(INFORMATION SUPPLIED begins)
//! CLI command definitions for traceforge.
//!
//! `generate` runs one worker's shard of one iteration. `merge` folds every
//! persisted iteration of a dataset into one result. `status` and `shard`
//! are read-only helpers for operators watching a multi-worker run.

use std::collections::BTreeMap;
use std::path::{Path, PathBuf};
use std::sync::Arc;

use anyhow::Context;
use clap::Parser;
use tracing::{info, warn};

use crate::dataset::load_jsonl;
use crate::episode::EpisodeRunner;
use crate::export::{write_jsonl, SftExporter};
use crate::merge::merge;
use crate::metrics::{export_metrics, init_metrics};
use crate::pipeline::{
    build_executor, build_registry, open_cache, run_shard, select_shard, RunConfig, ShardReport,
    EXAMPLE_CONFIG,
};
use crate::scaffold::prompts::build_system_prompt;
use crate::scheduler::StopSignal;
use crate::shard::{assign, ShardKey};
use crate::trajectory::{IterationRecord, ItemStatus, RunStore, StorageKey};

/// Default storage root when neither the config nor a flag names one.
const DEFAULT_STORAGE_ROOT: &str = "./runs";

/// Rejection-sampling trace generator for tool-using agents.
#[derive(Parser)]
#[command(name = "traceforge")]
#[command(about = "Generate verified agent traces by rejection sampling")]
#[command(version)]
#[command(
    long_about = "traceforge runs a tool-using agent over a question dataset, retries each question until a verifier accepts the answer, and checkpoints every attempt so interrupted runs resume where they stopped.\n\nExample usage:\n  traceforge generate --config run.yaml --data questions.jsonl --iteration 1\n  traceforge merge --dataset questions --output merged.jsonl --sft-output sft.jsonl"
)]
pub struct Cli {
    /// The subcommand to execute.
    #[command(subcommand)]
    pub command: Commands,

    /// Log level (trace, debug, info, warn, error).
    #[arg(short, long, default_value = "info", global = true)]
    pub log_level: String,
}

/// Available CLI subcommands.
#[derive(clap::Subcommand)]
pub enum Commands {
    /// Run one shard of one iteration.
    #[command(alias = "gen")]
    Generate(GenerateArgs),

    /// Merge persisted iterations into one result per item.
    Merge(MergeArgs),

    /// Show persisted progress for a storage key.
    Status(StatusArgs),

    /// Print how a dataset splits across workers.
    Shard(ShardArgs),

    /// Print an annotated example config.
    ExampleConfig,
}
//! Episode execution: one question, one agent run, one verification.
//!
//! The [`EpisodeRunner`] trait is the seam between the rejection sampler
//! and everything that talks to the outside world. It never fails: every
//! problem inside an episode is folded into the returned [`Attempt`]'s
//! outcome.

pub mod executor;

pub use executor::{EpisodeExecutor, ExecutorConfig};

use async_trait::async_trait;

use crate::trajectory::{Attempt, Item};

#[async_trait]
pub trait EpisodeRunner: Send + Sync {
    /// Runs `item` once as attempt number `attempt_number`.
    async fn execute(&self, item: &Item, attempt_number: u32) -> Attempt;
}
#[tokio::test]
async fn test_shards_partition_the_dataset() {
    let dir = tempdir().unwrap();
    let dataset = items(10);
    let store = Arc::new(RunStore::new(dir.path()));

    for worker in 0..3 {
        let shard = ShardKey::new(worker, 3);
        let owned = select_shard(dataset.clone(), &shard).unwrap();
        let scheduler = BatchScheduler::new(
            Arc::new(ScriptedRunner::new(Some(1.0))),
            store.clone(),
            StorageKey::new("trivia", 1, shard),
            SamplingPolicy::default(),
            SchedulerConfig::new(2, 3),
        )
        .unwrap();
        scheduler.run_to_record(owned).await.unwrap();
    }

    let record = store.load_iteration("trivia", 1).await.unwrap();
    let ids: Vec<&str> = record.entries.iter().map(|e| e.item_id.as_str()).collect();
    let expected: Vec<String> = dataset.iter().map(|i| i.id.clone()).collect();
    assert_eq!(ids, expected.iter().map(String::as_str).collect::<Vec<_>>());
}

#[tokio::test]
async fn test_merge_across_iterations() {
    let dir = tempdir().unwrap();
    let policy = SamplingPolicy::new(1, 1.0);
    let config = SchedulerConfig::new(2, 4);

    // Iteration 1 gets only the even items right.
    let mut first = ScriptedRunner::new(Some(1.0));
    for item in items(4).iter().filter(|i| i.index % 2 == 1) {
        first = first.script(&item.id, &[Some(0.3)]);
    }
    scheduler(Arc::new(first), dir.path(), key(1), policy, config.clone())
        .run_to_record(items(4))
        .await
        .unwrap();
    // Iteration 2 gets everything right.
    scheduler(
        Arc::new(ScriptedRunner::new(Some(1.0))),
        dir.path(),
        key(2),
        policy,
        config,
    )
    .run_to_record(items(4))
    .await
    .unwrap();

    let store = RunStore::new(dir.path());
    assert_eq!(store.list_iterations("trivia").await.unwrap(), vec![1, 2]);
    let records: Vec<IterationRecord> = vec![
        store.load_iteration("trivia", 1).await.unwrap(),
        store.load_iteration("trivia", 2).await.unwrap(),
    ];

    let merged = merge(&records);
    assert_eq!(merged.items.len(), 4);
    for item in &merged.items {
        assert!(item.is_accepted());
        assert_eq!(item.iterations_seen, 2);
        let expected = if item.index % 2 == 0 { 1 } else { 2 };
        assert_eq!(item.accepted_in, Some(expected), "item {}", item.item_id);
    }
    assert_eq!(merged.summary().acceptance_rate, 1.0);

    // Merging the same iterations again changes nothing
    let doubled: Vec<IterationRecord> = records.iter().chain(records.iter()).cloned().collect();
    assert_eq!(merge(&doubled), merged);
}

#[tokio::test]
async fn test_no_resume_discards_previous_progress() {
    let dir = tempdir().unwrap();
    let policy = SamplingPolicy::default();
    let config = SchedulerConfig::new(2, 4);

    scheduler(
        Arc::new(ScriptedRunner::new(Some(1.0))),
        dir.path(),
        key(1),
        policy,
        config.clone(),
    )
    .run_to_record(items(3))
    .await
    .unwrap();

    let rerun = Arc::new(ScriptedRunner::new(Some(1.0)));
    scheduler(rerun.clone(), dir.path(), key(1), policy, config.with_resume(false))
        .run_to_record(items(3))
        .await
        .unwrap();

    assert_eq!(rerun.calls.load(Ordering::SeqCst), 3);
    let progress = RunStore::new(dir.path()).progress(&key(1)).await.unwrap();
    assert_eq!(progress.attempts_logged, 3);
}
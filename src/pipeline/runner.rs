//! Wiring a [`RunConfig`] into a running shard.
//!
//! The builders here turn config sections into the collaborators the
//! episode executor needs (LLM client, tool registry, verifier, cache).
//! [`run_shard`] then drives one storage key through the batch scheduler,
//! streaming entries to an output file as they settle.

use std::path::PathBuf;
use std::sync::Arc;
use std::time::Duration;

use futures::StreamExt;
use tracing::info;

use super::config::{CacheSection, RunConfig, ToolSpec, VerifierKind};
use crate::cache::ToolCache;
use crate::episode::{EpisodeExecutor, EpisodeRunner, ExecutorConfig};
use crate::error::{ConfigError, LlmError, SchedulerError, ShardError};
use crate::export::JsonlWriter;
use crate::llm::{LiteLlmClient, LlmProvider};
use crate::scaffold::{HttpTool, LlmAgent, ToolInvoker, ToolRegistry};
use crate::scheduler::{BatchScheduler, HealthSnapshot, ProgressMonitor, StopSignal};
use crate::shard::ShardKey;
use crate::trajectory::{IterationRecord, Item, RunStore, StorageKey};
use crate::verification::{F1Verifier, LlmJudgeVerifier, Verifier};

/// Outcome of one `generate` run for a storage key.
#[derive(Debug, Clone)]
pub struct ShardReport {
    pub key: StorageKey,
    pub record: IterationRecord,
    pub health: HealthSnapshot,
    pub output: Option<PathBuf>,
    /// The stop signal fired before every item settled.
    pub stopped: bool,
}

/// Builds an OpenAI-compatible client, reading the key from `key_env` if set.
pub fn llm_client(
    api_base: &str,
    key_env: Option<&str>,
    model: &str,
    timeout: Duration,
) -> Result<LiteLlmClient, ConfigError> {
    let client = match key_env {
        Some(var) => LiteLlmClient::from_key_env(api_base, var, model, timeout),
        None => LiteLlmClient::new(api_base, None, model, timeout),
    };
    client.map_err(|e| match e {
        LlmError::MissingApiKey(var) => ConfigError::MissingEnvVar(var),
        other => ConfigError::InvalidValue {
            key: "agent.api_base".to_string(),
            message: other.to_string(),
        },
    })
}

/// Registers one [`HttpTool`] per configured tool.
pub fn build_registry(specs: &[ToolSpec]) -> Result<ToolRegistry, ConfigError> {
    let mut registry = ToolRegistry::new();
    for tool_spec in specs {
        let mut tool = HttpTool::new(
            tool_spec.name.clone(),
            tool_spec.description.clone(),
            tool_spec.endpoint.clone(),
            tool_spec.parameters.clone(),
            Duration::from_secs(tool_spec.timeout_secs),
        );
        if let Some(var) = &tool_spec.api_key_env {
            let key = std::env::var(var).map_err(|_| ConfigError::MissingEnvVar(var.clone()))?;
            tool = tool.with_api_key(key);
        }
        registry.register(Arc::new(tool));
    }
    Ok(registry)
}

pub fn build_verifier(config: &RunConfig) -> Result<Arc<dyn Verifier>, ConfigError> {
    let section = &config.verifier;
    match section.kind {
        VerifierKind::F1 => Ok(Arc::new(F1Verifier)),
        VerifierKind::LlmJudge => {
            let model = section
                .grader_model
                .clone()
                .unwrap_or_else(|| config.agent.settings.model.clone());
            let api_base = section
                .grader_api_base
                .as_deref()
                .unwrap_or(&config.agent.api_base);
            let key_env = section
                .grader_api_key_env
                .as_deref()
                .or(config.agent.api_key_env.as_deref());
            let grader = llm_client(
                api_base,
                key_env,
                &model,
                Duration::from_secs(config.agent.request_timeout_secs),
            )?;
            Ok(Arc::new(
                LlmJudgeVerifier::new(Arc::new(grader), model)
                    .with_f1_threshold(section.f1_threshold)
                    .with_temperature(section.temperature)
                    .with_max_tokens(section.max_tokens),
            ))
        }
    }
}

/// Opens the process-wide tool cache described by `section`.
///
/// A disabled cache is still returned so callers never branch on it.
pub async fn open_cache(section: &CacheSection) -> Arc<ToolCache> {
    if !section.enabled {
        let cache = ToolCache::in_memory(0);
        cache.disable();
        return Arc::new(cache);
    }
    let cache = ToolCache::open(&section.path, section.memory_entries).await;
    info!(
        path = ?section.path,
        durable = cache.is_durable(),
        persisted = ?cache.persisted_entries().await,
        "Opened tool cache"
    );
    Arc::new(cache)
}

/// Builds the production episode executor.
pub fn build_executor(
    config: &RunConfig,
    cache: Arc<ToolCache>,
) -> Result<EpisodeExecutor, ConfigError> {
    let registry = Arc::new(build_registry(&config.tools)?);
    let agent = &config.agent;
    let client = llm_client(
        &agent.api_base,
        agent.api_key_env.as_deref(),
        &agent.settings.model,
        Duration::from_secs(agent.request_timeout_secs),
    )?;
    let llm: Arc<dyn LlmProvider> = Arc::new(client);
    let policy = LlmAgent::new(llm, agent.settings.clone(), &registry);

    let executor_config = ExecutorConfig::default()
        .with_max_turns(agent.settings.max_turns)
        .with_force_final_answer(agent.settings.force_final_answer)
        .with_threshold(config.sampling.threshold);

    info!(
        model = %agent.settings.model,
        tools = ?registry.list_tools(),
        verifier = ?config.verifier.kind,
        "Built episode executor"
    );

    Ok(EpisodeExecutor::new(
        Arc::new(policy),
        ToolInvoker::new(registry, cache),
        build_verifier(config)?,
        executor_config,
    ))
}

/// Keeps only the items this worker owns.
pub fn select_shard(items: Vec<Item>, shard: &ShardKey) -> Result<Vec<Item>, ShardError> {
    let range = shard.range(items.len())?;
    Ok(items
        .into_iter()
        .skip(range.start)
        .take(range.len())
        .collect())
}

/// Runs one storage key to completion (or until `stop` fires).
///
/// Entries are appended to `output` in dataset order as their batch is
/// checkpointed.
pub async fn run_shard(
    config: &RunConfig,
    runner: Arc<dyn EpisodeRunner>,
    store: Arc<RunStore>,
    key: StorageKey,
    items: Vec<Item>,
    stop: StopSignal,
    output: Option<PathBuf>,
) -> Result<ShardReport, SchedulerError> {
    let scheduler = BatchScheduler::new(
        runner,
        store,
        key.clone(),
        config.sampling,
        config.scheduler.core.clone(),
    )?
    .with_stop_signal(stop.clone());

    let monitor = ProgressMonitor::start(
        scheduler.progress().clone(),
        Duration::from_secs(config.scheduler.progress_interval_secs),
        Duration::from_secs(config.scheduler.stall_after_secs),
    );

    let mut writer = match &output {
        Some(path) => Some(JsonlWriter::create(path).await?),
        None => None,
    };
    let mut record = IterationRecord::new(key.dataset.clone(), key.iteration);
    let total = items.len();

    let result = async {
        let stream = scheduler.run(items);
        futures::pin_mut!(stream);
        while let Some(entry) = stream.next().await {
            let entry = entry?;
            if let Some(writer) = writer.as_mut() {
                writer.write(&entry).await?;
                writer.flush().await?;
            }
            record.entries.push(entry);
        }
        Ok::<(), SchedulerError>(())
    }
    .await;
    monitor.stop().await;
    result?;

    if let Some(writer) = writer {
        writer.finish().await?;
    }

    let stopped = record.entries.len() < total && stop.is_tripped();
    Ok(ShardReport {
        key,
        health: scheduler.health(),
        record,
        output,
        stopped,
    })
}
(INFORMATION SUPPLIED ends)
→ EXERCISE BRIEF
Look through the entries and return every line where "never" appears.

→ EXPECTED OUTPUT
//! and everything that talks to the outside world. It never fails: every
/// A disabled cache is still returned so callers never branch on it.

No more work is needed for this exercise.